Quando questo disco comparve nelle vetrine dei record shops, per me fu già una vittoria e la prima cosa che pensai - volente o nolente - era che il gruppo di Mark Knopfler agli anni '90 c'era arrivato, attraversando (per modo di dire, naturalmente) comunque tre decadi. A questo disco Mark Knopfler ci approda facendo soprattutto tesoro di quanto successo nel dopo "Brothers In Arms": dai più di 230 concerti in un anno, passando per due egregie colonne sonore come "Princess Bride" e "Last Exit To Brooklin", arrivando all'estemporanea avventura a nome Notting Hillbillies.
A "Calling Elvis" spetta il ruolo di opener e lo fa alla grande, rivelandoci un appeal rock 'n' roll prima in maniera molto dimessa, poi di prepotenza dove è un rovente stacco chitarristico (provate ad alzare il volume per quei cinque secondi!) a fare da ponte di congiunzione. La commovente citazione "There's gotta be a record of you somewhere, you gotta be on somebody's book"
- che testimonia una vena poetica ad altissimi livelli - ci guida alla titletrack, che dispiega una calma e toccante interpretazione vocale per culminare in un limpido susseguirsi di accordi che si dimostra ancor più trascinante nel finale.

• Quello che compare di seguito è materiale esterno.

fn harness_with(settings: LiveSettings, options: ManagerOptions) -> Harness {
    let model = Arc::new(MockModel::new());
    let devices = Arc::new(MockDevices::new());
    let manager = LiveSessionManager::builder()
        .model(model.clone())
        .devices(devices.clone())
        .settings(settings)
        .options(options)
        .build()
        .unwrap();
    Harness { manager, model, devices }
}

async fn connected(settings: LiveSettings) -> Harness {
    let h = harness_with(settings, ManagerOptions::default());
    h.manager.connect(ConnectOptions::new()).await.unwrap();
    assert_eq!(h.manager.status().status, SessionStatus::Connected);
    h
}

/// Poll `cond` while letting spawned tasks run.
async fn eventually(mut cond: impl FnMut() -> bool) {
    tokio::time::timeout(Duration::from_secs(30), async {
        while !cond() {
            tokio::time::sleep(Duration::from_millis(5)).await;
        }
    })
    .await
    .expect("condition not reached");
}

fn drain(events: &mut broadcast::Receiver<LiveEvent>) -> Vec<LiveEvent> {
    std::iter::from_fn(|| events.try_recv().ok()).collect()
}

fn audio_event(seconds: f64) -> ServerEvent {
    let samples = vec![0i16; (seconds * 24_000.0) as usize];
    ServerEvent::Audio {
        mime_type: "audio/pcm;rate=24000".into(),
        data: AudioChunk::from_i16_samples(&samples, AudioFormat::pcm16_24khz()).to_base64(),
    }
}

fn text(text: &str) -> ServerEvent {
    ServerEvent::Text { text: text.to_string() }
}

#[tokio::test(start_paused = true)]
async fn test_connect_opens_audio_session_with_control_tool() {
    let h = harness();
    let mut events = h.manager.subscribe_events();
    h.manager.connect(ConnectOptions::new()).await.unwrap();

    assert_eq!(h.manager.status().status, SessionStatus::Connected);
    assert_eq!(h.model.connect_count(), 1);

    let session = h.model.last_session().unwrap();
    let config = session.config();
    assert_eq!(config.instruction.as_deref(), Some(CONVERSATION_INSTRUCTION));
    assert_eq!(config.voice.as_deref(), Some("Puck"));
    assert_eq!(config.modalities, Some(vec![Modality::Audio]));
    assert!(config.input_transcription && config.output_transcription);
    let tools = config.tools.as_ref().unwrap();
    assert_eq!(tools.len(), 1);
    assert_eq!(tools[0].name, MOUSE_CONTROL_TOOL);

    assert_eq!(h.devices.input().resume_count(), 1);
    assert_eq!(h.devices.output().resume_count(), 1);
    assert!(matches!(
        drain(&mut events).as_slice(),
        [LiveEvent::SessionOpened { mouse_mode: false, .. }]
    ));
}

#[tokio::test(start_paused = true)]
async fn test_connect_is_noop_without_audio_capture() {
    let model = Arc::new(MockModel::new());
    let manager = LiveSessionManager::builder()
        .model(model.clone())
        .devices(Arc::new(MockDevices::new().without_audio()))
        .build()
        .unwrap();

    manager.connect(ConnectOptions::new()).await.unwrap();
    assert_eq!(manager.status().status, SessionStatus::Idle);
    assert_eq!(model.connect_count(), 0);
}

#[tokio::test(start_paused = true)]
async fn test_connect_overrides_mode_and_instruction() {
    let h = harness();
    h.manager
        .connect(ConnectOptions::new().with_mouse_mode(true).with_instruction("Pilot, take over."))
        .await
        .unwrap();

    let session = h.model.last_session().unwrap();
    assert_eq!(session.config().instruction.as_deref(), Some("Pilot, take over."));
    assert!(h.manager.status().mouse_mode);
    assert!(h.manager.settings().mouse_mode);
}

#[tokio::test(start_paused = true)]
async fn test_microphone_frames_are_sent_and_flag_speech() {
    let h = connected(LiveSettings::default()).await;
    let session = h.model.last_session().unwrap();

    // Half a frame is buffered, not sent.
    assert!(h.devices.push_microphone(vec![0.5; 2048]));
    tokio::time::sleep(Duration::from_millis(50)).await;
    assert!(session.sent_media().is_empty());

    assert!(h.devices.push_microphone(vec![0.5; 2048]));
    eventually(|| session.sent_media().len() == 1).await;
    assert!(h.manager.status().user_talking);

    let frame = &session.sent_media()[0];
    assert_eq!(frame.mime_type, "audio/pcm;rate=16000");
    assert_eq!(livepilot_realtime::audio::decode(&frame.data).unwrap().len(), 4096 * 2);

    assert!(h.devices.push_microphone(vec![0.001; 4096]));
    eventually(|| session.sent_media().len() == 2).await;
    assert!(!h.manager.status().user_talking);
}

#[tokio::test(start_paused = true)]
async fn test_muted_frames_are_neither_sent_nor_counted() {
    let h = connected(LiveSettings::default()).await;
    let session = h.model.last_session().unwrap();

    assert!(h.manager.toggle_mute());
    assert!(h.manager.status().muted);
    assert!(h.devices.push_microphone(vec![0.8; 4096]));
    tokio::time::sleep(Duration::from_millis(100)).await;
    assert!(session.sent_media().is_empty());
    assert!(!h.manager.status().user_talking);

    assert!(!h.manager.toggle_mute());
    assert!(h.devices.push_microphone(vec![0.8; 4096]));
    eventually(|| session.sent_media().len() == 1).await;
    assert!(h.manager.status().user_talking);
}

#[tokio::test(start_paused = true)]
async fn test_response_audio_plays_back_to_back() {
    let h = connected(LiveSettings::default()).await;
    let session = h.model.last_session().unwrap();
    let output = h.devices.output();

    session.push(audio_event(0.5));
    session.push(audio_event(0.25));
    eventually(|| output.scheduled().len() == 2).await;

    let scheduled = output.scheduled();
    assert_eq!(scheduled[0].start_at, 0.0);
    assert_eq!(scheduled[1].start_at, 0.5);
    assert!(h.manager.status().model_talking);

    output.advance(1.0);
    assert!(!h.manager.status().model_talking);
}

Uno dei compiti più ardui di un disco - a mio sindacabilissimo giudizio - è quello di riuscire a far peregrinare la mente di chi si cimenta nell'ascolto, tra i propri pensieri, ricordi (e perché no?!) anche nei sogni, affermando il ruolo di personale colonna sonora, compito nel quale le dodici composizioni di questo cd riescono pienamente. Questo è dovuto anche alla diversità di atmosfere che vengono a librarsi durante l'ascolto, infatti non è difficile immaginare di consumare un gradevole doppio whiskey al bancone di un saloon sulle note di "When It Comes To You", o seduto in un elegante jazz club ascoltanto la garbata "Fade To Black" o fantasticando di attraversare le gloriose strade di Broadway alla fine degli anni '50 magicamente trasportati dall'amorevole "Ticket To Heaven". Bisogna prenderne atto che i Dire Straits non sono più il gruppo dove Mark Knopfler crea canzoni che vengono suonate solo dai suoi fidi, incaricati esclusivamente di preparare il campo ai suoi interminabili ed (concedetemelo!!) immortali assoli, ma con "On Every Street" il "grande capo" si circonda di eccezionali session men come Phil Palmer alla chitarra, Paul Franklin che fa da contraltare con la pedal steel guitar, Chris White (vecchia conoscenza) al sax, Manu Katche e Jeff Porcaro (R.i.p.) alla batteria, oltre ad aver commissionato una completa gamma di ottoni per "My Parties" che parte (lo so è molto cacofonico!!) in maniera poco pretenziosa e dove le esperienze extra-Straits del leader vengono ad essere convogliate in un brano dai toni innovativi.
La volontà di M.K. di non voler rendere "On Every Street" la copia carbone di "Brothers In Arms", trova sicuramente conferma ascoltando il disco, dove la ritmata "The Bug" può parlare una lingua vicino a quella di "Walk Of Life", mentre la coriacea "Heavy Fuel" trovare l'intuibile accostamento a "Money For Nothing" senza subire l'accusa di plagio. Di certo capolavori ricercati come "Planet Of New Orleans" - che avrei visto bene interpretata da Sade - o "You And Your Friend" (nonostante composta circa dieci anni prima), non avrebbero mai potuto trovare posto su alcuna delle pubblicazioni precedenti, così come senza il "training" dei citati Notting Hillbillies ed il tirocinio pubblicato a nome "Chet&Mark", forse non avremmo potuto far godere le nostre orecchie di perle rare come "Iron Hand" e "How Long" (perfetta conclusione), magari scoprendole frà un po' di anni in un cofanetto antologico fatto di b-sides e di outtakes di non eccelsa qualità. Acquisto ed acolto consigliato a chi ama i Dire Straits e le atmosfere patinate.
Il vero voto che spetta a questo disco è 4,5, non perché 5 sia troppo, ma 4 me lo faceva ritenere un disco distinto.